病身の猫にまだ救われている… 闘病中の愛猫のいつか来るその瞬間と飼い主の揺れ動く感情を描いた猫エッセイ【書評】
大事なペットが死ぬところなんて、想像もしたくないだろう。だが、いつかは必ず訪れる。『ポッケの旅支度』(イシデ電/KADOKAWA)は、愛猫が病気によって死に向かっていく過程と、それを見届ける飼い主の葛藤を丁寧に描いた漫画だ。 【漫画】本編を読む
著者であり飼い主のイシデ電さんは、2匹のネコを飼っている。オス猫がポッケで、メス猫がピップだ。2匹は同じお母さんから産まれたきょうだい猫であり、もうすぐ15歳になる。窓から入ってきた野良猫の2匹を引き取ったのが、一緒に暮らし始めたきっかけだ。
最初、イシデ電さんは2匹をドライに見ていた。子どもの頃から飼っていた“こぜ”という最愛の猫を亡くしており、やすやすと鞍替えしないと決めていたからだ。しかし、かわいい子猫を前に1カ月も経てば、その決心はどこへやら。漫画家の志村貴子さんに譲る予定を変えて、飼うことにしたのだった。
イシデ電さんの日常生活とともに、ポッケとピップの成長も描かれる。イシデ電さんと2匹の猫が、一緒にいて当然と言っていいほど深い絆で結ばれていることを象徴しているかのようだ。夜、同じ布団で寝るシーンがほほえましい。お互いになくてはならない存在で、イシデ電さんが2匹に深い愛情を注いでいるのが分かる。

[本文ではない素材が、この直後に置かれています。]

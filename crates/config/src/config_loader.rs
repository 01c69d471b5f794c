use serde::{Deserialize, Serialize};
use tracing::{info, warn};

use app_error::{AppError, AppResult};

/// Complete application configuration loaded from the embedded JSON file
#[derive(Debug, Serialize, Deserialize, Clone)]
pub struct AppConfig {
    pub environment: String,
    pub database: SurrealDbConfig,
    pub server: ServerConfig,
    pub security: SecurityConfig,
    pub logging: LoggingConfig,
}

#[derive(Debug, Serialize, Deserialize, Clone)]
pub struct SurrealDbConfig {
    pub endpoint: String,
    pub username: String,
    pub password: String,
    pub namespace: String,
    pub database: String,
    pub pool: DbPoolConfig,
}

#[derive(Debug, Serialize, Deserialize, Clone)]
pub struct DbPoolConfig {
    pub size: usize,
    pub connection_timeout: u64,
}

#[derive(Debug, Serialize, Deserialize, Clone)]
pub struct ServerConfig {
    pub host: String,
    pub port: u16,
    pub body_limit: usize,
}

#[derive(Debug, Serialize, Deserialize, Clone)]
pub struct SecurityConfig {
    pub jwt: JwtSettings,
    pub cors: CorsConfig,
}

#[derive(Debug, Serialize, Deserialize, Clone)]
pub struct JwtSettings {
    pub secret: String,
    pub expiry_hours: u64,
}

#[derive(Debug, Serialize, Deserialize, Clone)]
pub struct CorsConfig {
    pub allowed_origins: Vec<String>,
    pub allowed_methods: Vec<String>,
    pub allowed_headers: Vec<String>,
}

#[derive(Debug, Serialize, Deserialize, Clone)]
pub struct LoggingConfig {
    pub level: String,
}

impl AppConfig {
    /// Load configuration from the embedded file, apply environment
    /// overrides and validate the result.
    pub fn load() -> AppResult<Self> {
        let config_content =
            std::str::from_utf8(include_bytes!("../res/app-config.json")).unwrap_or("{}");

        let mut config = match serde_json::from_str::<AppConfig>(config_content) {
            Ok(conf) => {
                info!("Loaded configuration for environment: {}", conf.environment);
                conf
            }
            Err(e) => {
                warn!(
                    "Failed to load config file: {}. Using default configuration.",
                    e
                );
                Self::default()
            }
        };

        // The signing secret may come from a secret store via the
        // environment rather than the committed file.
        if let Ok(secret) = std::env::var("APP_JWT_SECRET") {
            if !secret.trim().is_empty() {
                config.security.jwt.secret = secret;
            }
        }

        config.validate()?;
        Ok(config)
    }

    /// Validate the configuration
    pub fn validate(&self) -> AppResult<()> {
        let mut errors = Vec::new();
        let is_production = self.environment == "production";

        // Database validation
        if self.database.endpoint.trim().is_empty() {
            errors.push("Database endpoint cannot be empty".to_string());
        } else if is_production
            && !self.database.endpoint.starts_with("wss://")
            && !self.database.endpoint.contains("memory")
        {
            errors.push("Production should use a secure 'wss://' database connection".to_string());
        }

        if self.database.namespace.trim().is_empty() {
            errors.push("Database namespace cannot be empty".to_string());
        }

        if self.database.database.trim().is_empty() {
            errors.push("Database name cannot be empty".to_string());
        }

        if is_production && self.database.username == "root" {
            errors.push("Using the default 'root' database username in production is insecure".to_string());
        }

        if is_production && self.database.password == "root" {
            errors.push("Using the default 'root' database password in production is insecure".to_string());
        }

        // Server validation
        if self.server.host.trim().is_empty() {
            errors.push("Server host cannot be empty".to_string());
        }

        if self.server.port == 0 {
            errors.push("Server port cannot be 0".to_string());
        }

        // Security validation
        if is_production
            && (self.security.jwt.secret.len() < 32
                || self.security.jwt.secret.starts_with("default-insecure"))
        {
            errors.push("JWT secret is not secure for production use".to_string());
        }

        if self.security.jwt.expiry_hours == 0 {
            errors.push("JWT expiry must be at least one hour".to_string());
        }

        if !errors.is_empty() {
            return Err(AppError::ConfigError(anyhow::anyhow!(
                "Invalid configuration: {}",
                errors.join(", ")
            )));
        }
        Ok(())
    }
}

impl Default for AppConfig {
    fn default() -> Self {
        Self {
            environment: "development".to_string(),
            database: SurrealDbConfig {
                endpoint: "ws://localhost:8000".to_string(),
                username: "root".to_string(),
                password: "root".to_string(),
                namespace: "blogsite".to_string(),
                database: "blogsite".to_string(),
                pool: DbPoolConfig {
                    size: 5,
                    connection_timeout: 5000,
                },
            },
            server: ServerConfig {
                host: "0.0.0.0".to_string(),
                port: 8080,
                body_limit: 1048576, // 1MB
            },
            security: SecurityConfig {
                jwt: JwtSettings {
                    secret: "default-insecure-jwt-secret-do-not-use-in-production".to_string(),
                    expiry_hours: 72,
                },
                cors: CorsConfig {
                    allowed_origins: vec!["*".to_string()],
                    allowed_methods: vec![
                        "GET".to_string(),
                        "POST".to_string(),
                        "PUT".to_string(),
                        "DELETE".to_string(),
                        "OPTIONS".to_string(),
                    ],
                    allowed_headers: vec!["Content-Type".to_string(), "Authorization".to_string()],
                },
            },
            logging: LoggingConfig {
                level: "info".to_string(),
            },
        }
    }
}
use app_authentication::{AuthService, AuthServiceTrait};
use app_error::AppResult;
use app_models::user::{AuthResponse, LoginInput, RegisterInput};
use axum::{Extension, Json, http::StatusCode};
use serde_json::{Value, json};
use std::sync::Arc;
use tracing::info;

pub async fn register(
    Extension(auth_service): Extension<Arc<AuthService>>,
    Json(input): Json<RegisterInput>,
) -> AppResult<(StatusCode, Json<Value>)> {
    let profile = auth_service.register(input).await?;
    info!("Registered user {}", profile.username);

    Ok((
        StatusCode::CREATED,
        Json(json!({ "message": "User successfully registered" })),
    ))
}

pub async fn login(
    Extension(auth_service): Extension<Arc<AuthService>>,
    Json(input): Json<LoginInput>,
) -> AppResult<Json<AuthResponse>> {
    let response = auth_service.login(input).await?;
    Ok(Json(response))
}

ある日、ポッケの様子に異変が起こる。歩き方が変になり、痩せ始めてしまうのだ。診てもらうために、一旦ポッケを病院に預ける。帰ってから部屋で1人たたずむイシデ電さんの姿が虚無そのもので、読み手の心もざわざわする。ポッケの年齢を考えたら、寿命が近いと分かっているからだ。
ポッケは慢性腎不全と診断された。そこから、ポッケの闘病生活が始まる。ポッケのウンチの状態など病状の進行がひとつひとつ描写されていて、イシデ電さんがどんな変化だろうと見逃すまいとしていたのが伝わってくる。
ポッケが、もうすぐ死んでしまうかもしれない。いつの間にか読み手は、不安や悲しみを感じるイシデ電さんに深く感情移入しているのだ。ポッケたちとの生活を丁寧に描いているからこそ、そこには体温を感じさせるような生活感とリアリティが生まれている。 本作は弱っていくポッケを看病する様子だけではなく、イシデ電さんの感情の揺れ動きにも焦点が当たっている。もしポッケが死んでしまったら、受け止められるんだろうか。イシデ電さんの苦しくてやるせない心情が伝わってくる。同じようにペットが病気になった経験がある人なら、きっと痛いほど共感できるだろう。